All participants actively reported having no experience of traumatic brain injury, no diagnosis of neurological or psychiatric disorder, and no known cognitive impairment. Participants were screened for depression via the Geriatric Depression Scale‐15 (GDS‐15; Sheikh and Yesavage 1986), as severe depression may confound measures of cognition (Byers and Yaffe 2011; Morimoto and Alexopoulos 2013) and PAF (Tement et al. 2016; Zhou et al. 2023). Participants were also screened for cognitive impairment via the Quick Mild Cognitive Impairment Screen (QMCI; O'Caoimh and Molloy 2017). The QMCI is a paper‐based, quick‐to‐administer assessment of general cognitive ability, comprising validated cut‐off scores for normal cognitive functioning, mild cognitive impairment, and dementia (O'Caoimh et al. 2017). We included the QMCI not only as a screening tool, though, where healthy adults should report scores that are isolated to the normal category, but as our estimate of general cognitive integrity, a proxy measure of dedifferentiation and noise.

Aging is associated with more than depression and detrimental changes in neural and cognitive integrity, and there are neurocognitive and neurobiological agents that provide protective benefits, like compensation, reserve, and maintenance. Therefore, participants also completed the National Adult Reading Test (NART; Nelson 1982; Nelson and Willison 1991), which is a well‐established tool that was designed to be robust to early age‐related decline in integrity (normal decline and dementia; Maddrey et al. 1996; Nelson and McKenna 1975; Nelson and O'Connell 1978). Consequently, the NART‐IQ is a good estimate of premorbid intelligence, which is positively correlated with the Wechsler Adult Intelligence Scale's WAIS‐IQ score (a large correlation coefficient of 0.69; Bright et al. 2018) but takes far less time to complete than the WAIS. We converted the raw NART scores to estimates of the Wechsler Adult Intelligence Scale score (WAIS‐IV; Wechsler 2008), called NART‐IQ, via a validated conversion, $\text{NARTIQ}=126.41-0.9775\times \text{NART errors}$ (Bright et al. 2018).
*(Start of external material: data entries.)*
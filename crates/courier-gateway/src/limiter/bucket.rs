//! Token bucket
//!
//! Refills lazily on each call: `elapsed * rate` tokens, capped at capacity.

use std::time::Duration;
use tokio::time::Instant;

/// Token state for one (user, event type) pair
#[derive(Debug, Clone)]
pub struct TokenBucket {
    tokens: f64,
    capacity: f64,
    /// Tokens per second
    rate: f64,
    last_refill: Instant,
}

impl TokenBucket {
    /// Create a full bucket
    #[must_use]
    pub fn new(capacity: u32, rate_per_second: u32, now: Instant) -> Self {
        Self {
            tokens: f64::from(capacity),
            capacity: f64::from(capacity),
            rate: f64::from(rate_per_second),
            last_refill: now,
        }
    }

    fn refill(&mut self, now: Instant) {
        let elapsed = now.saturating_duration_since(self.last_refill);
        self.tokens = (self.tokens + elapsed.as_secs_f64() * self.rate).min(self.capacity);
        self.last_refill = now;
    }

    /// Take one token, or return how long until one is available
    pub fn try_take(&mut self, now: Instant) -> Result<(), Duration> {
        self.refill(now);

        if self.tokens >= 1.0 {
            self.tokens -= 1.0;
            Ok(())
        } else if self.rate > 0.0 {
            Err(Duration::from_secs_f64((1.0 - self.tokens) / self.rate))
        } else {
            Err(Duration::MAX)
        }
    }

    /// Tokens currently available, without refilling
    #[must_use]
    pub fn tokens(&self) -> f64 {
        self.tokens
    }

    #[must_use]
    pub fn capacity(&self) -> f64 {
        self.capacity
    }

    /// Whether the bucket has not been used for at least `grace`
    #[must_use]
    pub fn is_idle(&self, now: Instant, grace: Duration) -> bool {
        now.saturating_duration_since(self.last_refill) >= grace
    }
}
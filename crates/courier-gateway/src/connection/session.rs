//! Session state
//!
//! A session is one live connection. Its outbound queue is the only way to
//! reach the socket; the queue's single consumer is the socket writer task.

use crate::heartbeat::{HeartbeatState, Liveness};
use crate::protocol::{CloseCode, GatewayMessage};
use chrono::{DateTime, Utc};
use courier_common::{EventType, SessionId, UserId};
use parking_lot::Mutex;
use serde::Serialize;
use serde_json::Value;
use tokio::sync::{mpsc, watch};
use tokio::time::Instant;

/// Negotiated transport of a session
#[derive(Debug, Clone, Copy, PartialEq, Eq, Serialize)]
#[serde(rename_all = "lowercase")]
pub enum TransportKind {
    WebSocket,
    /// Sessions attached by an embedder over a non-socket transport
    Channel,
}

/// Frame handed to a session's writer task
#[derive(Debug, Clone, PartialEq)]
pub enum OutboundFrame {
    Message(GatewayMessage),
    /// Close the socket with this code; nothing is written after it
    Close(CloseCode),
}

/// Sending half of a session's outbound path
///
/// Owned by the connection registry once the session is registered. Messages
/// go through a bounded queue; a close request travels on its own channel so
/// it still gets through when the queue is full.
#[derive(Debug)]
pub struct TransportHandle {
    tx: mpsc::Sender<GatewayMessage>,
    close: watch::Sender<Option<CloseCode>>,
}

impl TransportHandle {
    /// Create an outbound path whose queue holds `capacity` messages
    #[must_use]
    pub fn channel(capacity: usize) -> (Self, OutboundReceiver) {
        let (tx, frames) = mpsc::channel(capacity.max(1));
        let (close, close_rx) = watch::channel(None);
        (
            Self { tx, close },
            OutboundReceiver {
                frames,
                close: close_rx,
                finished: false,
            },
        )
    }

    fn try_send(&self, message: GatewayMessage) -> bool {
        if self.close.borrow().is_some() {
            return false;
        }
        self.tx.try_send(message).is_ok()
    }

    /// First close code wins; later requests are ignored
    fn request_close(&self, code: CloseCode) {
        self.close.send_if_modified(|current| {
            if current.is_some() {
                return false;
            }
            *current = Some(code);
            true
        });
    }

    /// Messages queued but not yet taken by the writer
    fn pending(&self) -> usize {
        if self.tx.is_closed() {
            return 0;
        }
        self.tx.max_capacity() - self.tx.capacity()
    }
}

/// Receiving half of a session's outbound path, held by the writer task
#[derive(Debug)]
pub struct OutboundReceiver {
    frames: mpsc::Receiver<GatewayMessage>,
    close: watch::Receiver<Option<CloseCode>>,
    finished: bool,
}

impl OutboundReceiver {
    /// Next frame to write
    ///
    /// A close request overtakes anything still queued and is the last frame
    /// returned. `None` once the close was handed out, or once the registry
    /// dropped the session and the queue is drained.
    pub async fn recv(&mut self) -> Option<OutboundFrame> {
        loop {
            if self.finished {
                return None;
            }
            if let Some(frame) = self.take_close() {
                return Some(frame);
            }

            tokio::select! {
                biased;
                // Disabled once the handle is gone; the queue then drains to None
                Ok(()) = self.close.changed() => {}
                message = self.frames.recv() => return message.map(OutboundFrame::Message),
            }
        }
    }

    /// Non-blocking variant of [`recv`](Self::recv)
    pub fn try_recv(&mut self) -> Option<OutboundFrame> {
        if self.finished {
            return None;
        }
        self.take_close()
            .or_else(|| self.frames.try_recv().ok().map(OutboundFrame::Message))
    }

    fn take_close(&mut self) -> Option<OutboundFrame> {
        let code = (*self.close.borrow_and_update())?;
        self.finished = true;
        Some(OutboundFrame::Close(code))
    }
}

/// Read-only copy of a session's state
#[derive(Debug, Clone)]
pub struct SessionInfo {
    pub session_id: SessionId,
    pub user_id: UserId,
    pub transport: TransportKind,
    pub connected_at: DateTime<Utc>,
    pub last_activity: Instant,
    pub heartbeat: HeartbeatState,
}

struct LiveState {
    liveness: Liveness,
    sequence: u64,
}

/// Registry-owned session record
pub(crate) struct SessionEntry {
    session_id: SessionId,
    user_id: UserId,
    transport: TransportKind,
    connected_at: DateTime<Utc>,
    handle: TransportHandle,
    state: Mutex<LiveState>,
}

impl SessionEntry {
    pub(crate) fn new(
        session_id: SessionId,
        user_id: UserId,
        transport: TransportKind,
        handle: TransportHandle,
    ) -> Self {
        Self {
            session_id,
            user_id,
            transport,
            connected_at: Utc::now(),
            handle,
            state: Mutex::new(LiveState {
                liveness: Liveness::new(Instant::now()),
                sequence: 0,
            }),
        }
    }

    pub(crate) fn session_id(&self) -> &SessionId {
        &self.session_id
    }

    pub(crate) fn user_id(&self) -> &UserId {
        &self.user_id
    }

    pub(crate) fn info(&self) -> SessionInfo {
        let state = self.state.lock();
        SessionInfo {
            session_id: self.session_id.clone(),
            user_id: self.user_id.clone(),
            transport: self.transport,
            connected_at: self.connected_at,
            last_activity: state.liveness.last_activity(),
            heartbeat: state.liveness.state(),
        }
    }

    /// Queue a Dispatch frame with the next sequence number
    ///
    /// Sequence assignment and enqueue happen under one lock so frames leave
    /// in sequence order.
    pub(crate) fn enqueue_dispatch(&self, event_type: &EventType, data: &Value) -> bool {
        let mut state = self.state.lock();
        let next = state.sequence + 1;
        let frame = GatewayMessage::dispatch(event_type, next, data.clone());
        if self.handle.try_send(frame) {
            state.sequence = next;
            true
        } else {
            false
        }
    }

    /// Queue a non-sequenced frame
    pub(crate) fn enqueue(&self, message: GatewayMessage) -> bool {
        let _state = self.state.lock();
        self.handle.try_send(message)
    }

    /// Ask the writer to close the socket, ahead of anything still queued
    pub(crate) fn request_close(&self, code: CloseCode) {
        let _state = self.state.lock();
        self.handle.request_close(code);
    }

    pub(crate) fn pending(&self) -> usize {
        self.handle.pending()
    }

    pub(crate) fn with_liveness<R>(&self, f: impl FnOnce(&mut Liveness) -> R) -> R {
        f(&mut self.state.lock().liveness)
    }
}

impl std::fmt::Debug for SessionEntry {
    fn fmt(&self, f: &mut std::fmt::Formatter<'_>) -> std::fmt::Result {
        f.debug_struct("SessionEntry")
            .field("session_id", &self.session_id)
            .field("user_id", &self.user_id)
            .field("transport", &self.transport)
            .field("pending", &self.pending())
            .finish()
    }
}
//! Tracing and logging setup
//!
//! Configures the `tracing` subscriber with environment-based filtering.

use crate::config::Environment;
use tracing::Level;
use tracing_subscriber::{
    fmt::{self, format::FmtSpan},
    layer::SubscriberExt,
    util::{SubscriberInitExt, TryInitError},
    EnvFilter,
};

/// Tracing configuration options
#[derive(Debug, Clone)]
pub struct TracingConfig {
    /// Log level filter used when `RUST_LOG` is unset
    pub level: Level,
    /// Enable JSON output format
    pub json: bool,
    /// Include span events (new, close)
    pub span_events: bool,
    /// Include file and line numbers
    pub file_line: bool,
    /// Include thread names
    pub thread_names: bool,
    /// Include thread IDs
    pub thread_ids: bool,
}

impl Default for TracingConfig {
    fn default() -> Self {
        Self {
            level: Level::INFO,
            json: false,
            span_events: false,
            file_line: true,
            thread_names: false,
            thread_ids: false,
        }
    }
}

impl TracingConfig {
    /// Debug logging with span events, human-readable
    #[must_use]
    pub fn development() -> Self {
        Self {
            level: Level::DEBUG,
            json: false,
            span_events: true,
            file_line: true,
            thread_names: true,
            thread_ids: false,
        }
    }

    /// Info logging as JSON lines for log shippers
    #[must_use]
    pub fn production() -> Self {
        Self {
            level: Level::INFO,
            json: true,
            span_events: false,
            file_line: false,
            thread_names: false,
            thread_ids: false,
        }
    }

    /// Pick the preset matching the deployment environment
    #[must_use]
    pub fn for_environment(env: Environment) -> Self {
        match env {
            Environment::Production => Self::production(),
            Environment::Staging => Self {
                level: Level::DEBUG,
                ..Self::production()
            },
            Environment::Development => Self::development(),
        }
    }

    fn span_events(&self) -> FmtSpan {
        if self.span_events {
            FmtSpan::NEW | FmtSpan::CLOSE
        } else {
            FmtSpan::NONE
        }
    }
}

/// Initialize the tracing subscriber with default configuration
///
/// # Panics
/// Panics if a global subscriber is already set.
pub fn init_tracing() {
    init_tracing_with_config(TracingConfig::default());
}

/// Initialize the tracing subscriber with custom configuration
///
/// # Panics
/// Panics if a global subscriber is already set.
pub fn init_tracing_with_config(config: TracingConfig) {
    if let Err(e) = install(&config) {
        panic!("failed to install tracing subscriber: {e}");
    }
}

/// Try to initialize tracing with the default configuration
///
/// Unlike `init_tracing`, this function will not panic if called multiple times.
pub fn try_init_tracing() -> Result<(), TracingError> {
    try_init_tracing_with_config(TracingConfig::default())
}

/// Try to initialize tracing with custom configuration
pub fn try_init_tracing_with_config(config: TracingConfig) -> Result<(), TracingError> {
    install(&config).map_err(|_| TracingError::AlreadyInitialized)
}

fn install(config: &TracingConfig) -> Result<(), TryInitError> {
    let env_filter = EnvFilter::try_from_default_env()
        .unwrap_or_else(|_| EnvFilter::new(config.level.to_string()));

    let fmt_layer = fmt::layer()
        .with_file(config.file_line)
        .with_line_number(config.file_line)
        .with_thread_names(config.thread_names)
        .with_thread_ids(config.thread_ids)
        .with_span_events(config.span_events());

    // The JSON and pretty formatters are different types, so each branch installs its own stack
    if config.json {
        tracing_subscriber::registry()
            .with(env_filter)
            .with(fmt_layer.json())
            .try_init()
    } else {
        tracing_subscriber::registry()
            .with(env_filter)
            .with(fmt_layer)
            .try_init()
    }
}

/// Tracing initialization errors
#[derive(Debug, thiserror::Error)]
pub enum TracingError {
    #[error("Tracing subscriber already initialized")]
    AlreadyInitialized,
}

#[cfg(test)]
mod tests {
    use super::*;

    #[test]
    fn test_default_config() {
        let config = TracingConfig::default();
        assert_eq!(config.level, Level::INFO);
        assert!(!config.json);
        assert!(!config.span_events);
        assert!(config.file_line);
    }

    #[test]
    fn test_environment_presets() {
        let prod = TracingConfig::for_environment(Environment::Production);
        assert!(prod.json);
        assert_eq!(prod.level, Level::INFO);

        let staging = TracingConfig::for_environment(Environment::Staging);
        assert!(staging.json);
        assert_eq!(staging.level, Level::DEBUG);

        let dev = TracingConfig::for_environment(Environment::Development);
        assert!(!dev.json);
        assert!(dev.span_events);
    }

    #[test]
    fn test_try_init_twice_reports_already_initialized() {
        // Whichever call wins, the second one in this process must not panic
        let _ = try_init_tracing();
        assert!(matches!(try_init_tracing(), Err(TracingError::AlreadyInitialized)));
    }
}
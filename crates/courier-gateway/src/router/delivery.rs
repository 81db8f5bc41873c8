//! Delivery outcome

use serde::Serialize;

/// Where an admitted event ended up
#[derive(Debug, Clone, Copy, PartialEq, Eq, Serialize)]
#[serde(tag = "status", rename_all = "camelCase")]
pub enum DeliveryResult {
    /// Queued on this many local sessions of the target, and relayed too
    /// when other instances also hold the target
    Delivered {
        sessions: usize,
        #[serde(skip_serializing_if = "Option::is_none")]
        relay_seq: Option<u64>,
    },
    /// Handed to the bus for the instance holding the target
    Relayed { seq: u64 },
    /// Target has no session anywhere; nothing was published
    Undelivered,
}

impl DeliveryResult {
    #[must_use]
    pub fn is_undelivered(&self) -> bool {
        matches!(self, Self::Undelivered)
    }

    /// Machine-readable reason code for the Undelivered case
    pub const UNDELIVERED_CODE: &'static str = "UNDELIVERED";
}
Overall, being more reflective of crystallized than fluid intelligence (Bright et al. 2002; Cattell 1963), the NART‐IQ was included as an efficient, proxy measure of mechanisms that support cognitive functioning, particularly reserve (Boyle et al. 2021), in contrast to the QMCI. Years in education is another such proxy measure, albeit with a weaker reported effect size than NART‐IQ (Boyle et al. 2021; Bright et al. 2002).

2.2. EEG Recording

DC‐EEG was recorded for 4 min while participants were sitting at rest, on a comfortable chair in a quiet room, with their eyes closed. The EEG amplifier was an ANT eego (EE‐215; input impedance of > 1 GΩs), and the EEG recording software was ANT's eego suite (version 1.7.0) running on an Intel Dell Venue 8 Pro 5855 tablet with a Windows 10 operating system. The sampling rate was 500 Hz, with a 24‐bit resolution and a 0 (DC) to 130 Hz signal bandwidth set by the manufacturer: $0.26\times \text{Sampling Rate}$. Participants wore a 64‐channel ANT Neuro Waveguard Originals EEG cap, with sintered Ag/AgCl electrodes arranged in a 10/10 layout and noise‐shielded cabling. AFz and CPz electrodes were the ground and online reference respectively, set as default for the ANT eego by the manufacturer, but data was re‐referenced to the common average offline before the main analysis. Conductive OneStep Cleargel was applied to each electrode via a blunt syringe.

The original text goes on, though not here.